- Goal of the exercise
Your answer is a copy of every line in the records where "CandidateObject" appears.
:: Information given
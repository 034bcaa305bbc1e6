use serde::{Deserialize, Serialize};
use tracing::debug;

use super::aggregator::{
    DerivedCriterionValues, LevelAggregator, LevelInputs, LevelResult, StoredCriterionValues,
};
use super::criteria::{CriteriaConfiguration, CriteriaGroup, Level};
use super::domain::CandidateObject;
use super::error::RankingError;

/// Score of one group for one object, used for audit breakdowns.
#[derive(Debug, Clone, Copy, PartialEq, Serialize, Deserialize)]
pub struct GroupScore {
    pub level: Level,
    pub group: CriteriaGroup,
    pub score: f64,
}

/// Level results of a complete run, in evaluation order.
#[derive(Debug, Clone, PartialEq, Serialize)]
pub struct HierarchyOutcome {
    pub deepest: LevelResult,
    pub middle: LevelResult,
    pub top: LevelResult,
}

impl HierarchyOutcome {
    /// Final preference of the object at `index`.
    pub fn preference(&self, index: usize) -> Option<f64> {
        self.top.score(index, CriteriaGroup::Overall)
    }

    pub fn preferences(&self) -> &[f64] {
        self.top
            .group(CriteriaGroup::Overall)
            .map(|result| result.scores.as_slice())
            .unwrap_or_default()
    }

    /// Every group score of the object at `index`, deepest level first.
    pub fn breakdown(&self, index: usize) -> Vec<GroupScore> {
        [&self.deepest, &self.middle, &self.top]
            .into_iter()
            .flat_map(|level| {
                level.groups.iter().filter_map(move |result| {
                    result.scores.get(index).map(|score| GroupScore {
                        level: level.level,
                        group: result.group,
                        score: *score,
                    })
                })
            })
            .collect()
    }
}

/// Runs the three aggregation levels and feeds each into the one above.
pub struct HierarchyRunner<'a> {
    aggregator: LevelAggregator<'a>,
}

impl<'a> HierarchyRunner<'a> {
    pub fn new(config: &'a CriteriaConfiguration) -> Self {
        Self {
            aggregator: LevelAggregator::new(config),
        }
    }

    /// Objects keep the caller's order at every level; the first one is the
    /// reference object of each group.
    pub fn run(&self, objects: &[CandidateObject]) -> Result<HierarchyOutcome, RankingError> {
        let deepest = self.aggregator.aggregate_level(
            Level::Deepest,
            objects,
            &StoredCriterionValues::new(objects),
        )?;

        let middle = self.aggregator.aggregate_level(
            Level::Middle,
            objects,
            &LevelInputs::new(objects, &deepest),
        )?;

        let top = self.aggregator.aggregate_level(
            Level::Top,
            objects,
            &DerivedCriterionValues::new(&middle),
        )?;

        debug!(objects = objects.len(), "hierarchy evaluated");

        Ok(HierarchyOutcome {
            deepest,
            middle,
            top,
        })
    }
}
::::
- Expected output
use super::domain::CandidateObject;
    pub fn run(&self, objects: &[CandidateObject]) -> Result<HierarchyOutcome, RankingError> {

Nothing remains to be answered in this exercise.